1-  It teases out the “Punk as a rogue champ” storyarc longer than the two weeks it initially lasted.  This not only gives Punk more time off (something which he actually did want and didn’t get to have until this year) but also more mainstream curiosity as we saw from people like Jimmy Kimmel, GQ Magazine, Bill Simmons and Michelle Beadle.  Having it last longer also suspends disbelief more and, hopefully, leads to more buzz and ratings.

2-  It jettisons some of the things that, in retrospect, didn’t work like the aborted Punk-Nash match, setting things up as “Austin Era 2.0,” and the like.  Setting Punk up almost immediately on his return as a babyface against the mean old Johnny Ace was a little too quick of a character change and smelled too much like an old, staid organization seeking to be cool (like co-opting the Fandango meme).  Let Punk stay a tweener and be the “underground” choice while Cena remains the corporate golden boy.  And for God’s sake don’t have them tag.  It’s not like Punk got amnesia and all the issues he had were magically resolved.

3-  A new direction for the locker room, and show in general, can be spun off.  For one, it reminds viewers that technically the WWE is a league, with athletes that may have personal issues with each other, but still are normal people competing for titles.  While the normal Cenas and Mizes or whoever can advance through the tournament, you can also shine a spotlight on some of the lesser-seen superstars and gauge who the crowd might like to see more of.  For the new ROH-indie fans that previously might have sworn off the show that are now maybe checking it out, you can lure them in with matches featuring Kofi Kingston, Alberto Del Rio, Ziggler, Morrison.

4-  A new revamp for some characters.  You can set Punk up as an inspirational figure to some, turning them heel or face depending on how you go about it.  Whether it’s Evan Bourne and a debuting Antonio Cesaro working with Punk as fellow ROH grads or just a background storyarc where pure wrestlers take on corporate-backed superstars, you can shake some things up and experiment.

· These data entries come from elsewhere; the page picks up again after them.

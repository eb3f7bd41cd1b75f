//! Translation orchestration
//!
//! A [`SectionTranslator`] sends all translatable segments of one document
//! to a [`TranslationProvider`] in a single request, retries failed calls
//! with the identical payload, and writes the returned text back into the
//! tree.

mod prompt;
mod provider;

use std::collections::HashMap;
use std::fmt;

use glossa_ast::ParsedDocument;
use serde::{Deserialize, Serialize};
use tracing::{debug, info, warn};

pub use prompt::{build_prompt, parse_response};
pub use provider::{create_provider, list_providers, CommandProvider, MappingProvider, ProviderInfo};

use crate::config::TranslationConfig;
use crate::error::{GlossaError, Result};
use crate::glossary::Glossary;
use crate::segments::{RequestUnit, SegmentSet, SegmentSummary};

/// Target language used when none is configured
pub const DEFAULT_TARGET_LANGUAGE: &str = "Brazilian Portuguese";

/// Filename sent when the document has none
const UNKNOWN_FILENAME: &str = "unknown";

/// Payload for one whole-document call
#[derive(Debug, Clone, PartialEq, Eq, Serialize, Deserialize)]
pub struct TranslationRequest {
    pub title: String,
    pub filename: String,
    pub target_language: String,
    pub units: Vec<RequestUnit>,
}

/// Successful collaborator reply
#[derive(Debug, Clone, Default, PartialEq, Eq)]
pub struct TranslationResponse {
    /// Translated text by unit id; may cover only some units
    pub translations: HashMap<String, String>,
    /// Usage reported by the collaborator
    pub tokens_used: Option<u64>,
}

/// External translation collaborator
pub trait TranslationProvider {
    /// Short name used in logs and errors
    fn name(&self) -> &str;

    /// Translate one document's units in a single call
    fn translate_batch(
        &mut self,
        request: &TranslationRequest,
        glossary: &Glossary,
    ) -> Result<TranslationResponse>;
}

/// Running totals across documents
#[derive(Debug, Clone, Copy, Default, PartialEq, Eq, Serialize)]
pub struct TranslatorStats {
    pub sections_translated: u64,
    pub segments_translated: u64,
    pub total_tokens: u64,
    pub errors: u64,
}

impl TranslatorStats {
    /// Zero every counter
    pub fn reset(&mut self) {
        *self = Self::default();
    }
}

/// How a document left the translator
#[derive(Debug, Clone, PartialEq, Eq, Serialize)]
#[serde(rename_all = "lowercase")]
pub enum OutcomeStatus {
    /// The collaborator answered and the reply was applied
    Translated,
    /// Nothing to translate; no call was made
    Skipped,
    /// Every attempt failed; the text is unchanged
    Failed { message: String },
}

impl fmt::Display for OutcomeStatus {
    fn fmt(&self, f: &mut fmt::Formatter<'_>) -> fmt::Result {
        match self {
            OutcomeStatus::Translated => f.write_str("translated"),
            OutcomeStatus::Skipped => f.write_str("skipped"),
            OutcomeStatus::Failed { message } => write!(f, "failed: {}", message),
        }
    }
}

/// Report for one document
#[derive(Debug, Clone, PartialEq, Eq, Serialize)]
pub struct TranslationOutcome {
    pub status: OutcomeStatus,
    /// Segment counts by type
    pub summary: SegmentSummary,
    /// Units whose text was replaced
    pub applied: usize,
    /// Ids the collaborator did not return
    pub missing: Vec<String>,
    pub tokens_used: Option<u64>,
    /// Calls made to the collaborator
    pub attempts: u32,
}

impl TranslationOutcome {
    fn new(status: OutcomeStatus, summary: SegmentSummary, attempts: u32) -> Self {
        Self {
            status,
            summary,
            applied: 0,
            missing: Vec::new(),
            tokens_used: None,
            attempts,
        }
    }

    /// Whether the collaborator's reply was applied
    pub fn is_translated(&self) -> bool {
        self.status == OutcomeStatus::Translated
    }
}

/// Drives documents through one collaborator
pub struct SectionTranslator {
    provider: Box<dyn TranslationProvider>,
    glossary: Glossary,
    target_language: String,
    max_attempts: u32,
    stats: TranslatorStats,
}

impl SectionTranslator {
    /// Create a translator with three attempts and no glossary
    pub fn new(provider: Box<dyn TranslationProvider>) -> Self {
        Self {
            provider,
            glossary: Glossary::new(),
            target_language: DEFAULT_TARGET_LANGUAGE.to_string(),
            max_attempts: 3,
            stats: TranslatorStats::default(),
        }
    }

    /// Build the configured provider, glossary and retry limit
    pub fn from_config(config: &TranslationConfig) -> Result<Self> {
        if config.max_attempts == 0 {
            return Err(GlossaError::Configuration(
                "`translation.max_attempts` must be at least 1".to_string(),
            ));
        }
        let glossary = match config.glossary {
            Some(ref path) => Glossary::load(path)?,
            None => Glossary::new(),
        };
        Ok(Self::new(create_provider(config)?)
            .with_glossary(glossary)
            .with_target_language(config.target_language.clone())
            .with_max_attempts(config.max_attempts))
    }

    /// Set the glossary passed with every request
    pub fn with_glossary(mut self, glossary: Glossary) -> Self {
        self.glossary = glossary;
        self
    }

    /// Set the target language named in requests
    pub fn with_target_language(mut self, language: impl Into<String>) -> Self {
        self.target_language = language.into();
        self
    }

    /// Set the attempt limit (at least one)
    pub fn with_max_attempts(mut self, max_attempts: u32) -> Self {
        self.max_attempts = max_attempts.max(1);
        self
    }

    /// Collaborator name
    pub fn provider_name(&self) -> &str {
        self.provider.name()
    }

    /// Running totals
    pub fn stats(&self) -> TranslatorStats {
        self.stats
    }

    /// Zero the running totals
    pub fn reset_stats(&mut self) {
        self.stats.reset();
    }

    /// Translate one document in place
    ///
    /// Failures never propagate: after the last failed attempt the document
    /// keeps its original text and the outcome carries the last message.
    pub fn translate_document(&mut self, doc: &mut ParsedDocument) -> TranslationOutcome {
        let title = doc.title.clone();
        let filename = doc
            .original_filename
            .clone()
            .unwrap_or_else(|| UNKNOWN_FILENAME.to_string());

        let set = SegmentSet::extract(&mut doc.nodes);
        let summary = set.summary();
        info!(
            title = %title,
            total = summary.total,
            latin = summary.latin,
            english = summary.english,
            gloss = summary.gloss,
            reference = summary.reference,
            to_translate = set.len(),
            provider = self.provider.name(),
            "translating document"
        );

        if set.is_empty() {
            debug!("no translatable segments, skipping provider call");
            return TranslationOutcome::new(OutcomeStatus::Skipped, summary, 0);
        }

        let request = TranslationRequest {
            title,
            filename,
            target_language: self.target_language.clone(),
            units: set.request_units(),
        };

        let mut last_error = String::new();
        for attempt in 1..=self.max_attempts {
            debug!(attempt, max = self.max_attempts, "sending translation request");
            match self.provider.translate_batch(&request, &self.glossary) {
                Ok(response) => {
                    let report = set.reinject(&response.translations);
                    self.stats.sections_translated += 1;
                    self.stats.segments_translated += report.applied as u64;
                    self.stats.total_tokens += response.tokens_used.unwrap_or(0);
                    info!(
                        applied = report.applied,
                        missing = report.missing.len(),
                        tokens = response.tokens_used.unwrap_or(0),
                        attempt,
                        "translation applied"
                    );
                    return TranslationOutcome {
                        applied: report.applied,
                        missing: report.missing,
                        tokens_used: response.tokens_used,
                        ..TranslationOutcome::new(OutcomeStatus::Translated, summary, attempt)
                    };
                }
                Err(e) => {
                    warn!(attempt, max = self.max_attempts, error = %e, "translation attempt failed");
                    last_error = e.to_string();
                    if !e.is_retryable() {
                        self.stats.errors += 1;
                        return TranslationOutcome::new(
                            OutcomeStatus::Failed { message: last_error },
                            summary,
                            attempt,
                        );
                    }
                }
            }
        }

        self.stats.errors += 1;
        warn!(attempts = self.max_attempts, "all translation attempts failed, text left unchanged");
        TranslationOutcome::new(
            OutcomeStatus::Failed {
                message: last_error,
            },
            summary,
            self.max_attempts,
        )
    }
}

impl fmt::Debug for SectionTranslator {
    fn fmt(&self, f: &mut fmt::Formatter<'_>) -> fmt::Result {
        f.debug_struct("SectionTranslator")
            .field("provider", &self.provider.name())
            .field("glossary_terms", &self.glossary.len())
            .field("max_attempts", &self.max_attempts)
            .field("stats", &self.stats)
            .finish()
    }
}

Finally, this can all be fit in organically.  You can still have Daniel Bryan’s rise to the top of epic heelery with AJ Lee on Smackdown, you can still have Jericho come back to face Punk at Wrestlemania, the elimination of the brand split (which you can retroactively say is Triple H inviting Smackdown guys to overthrow Punk and make it more than the “eh, why not?” that it was) all of that fits.  Worst case scenario, the ratings aren’t gonna get any lower than what they were/are.  You’re at least doing things in a more interesting way.  Best case scenario?  More and more fans, both lapsed and new, begin turning in to the increasingly unpredictable and exciting shows and PPVs and you get a new peak after the Rock N Wrestling and Attitude Era highs.  You also make the belt important again, and the focus of the company.

I dunno, this is just one guy’s half-remembered daydream like teardrops in the rain.  What say you, dear readers?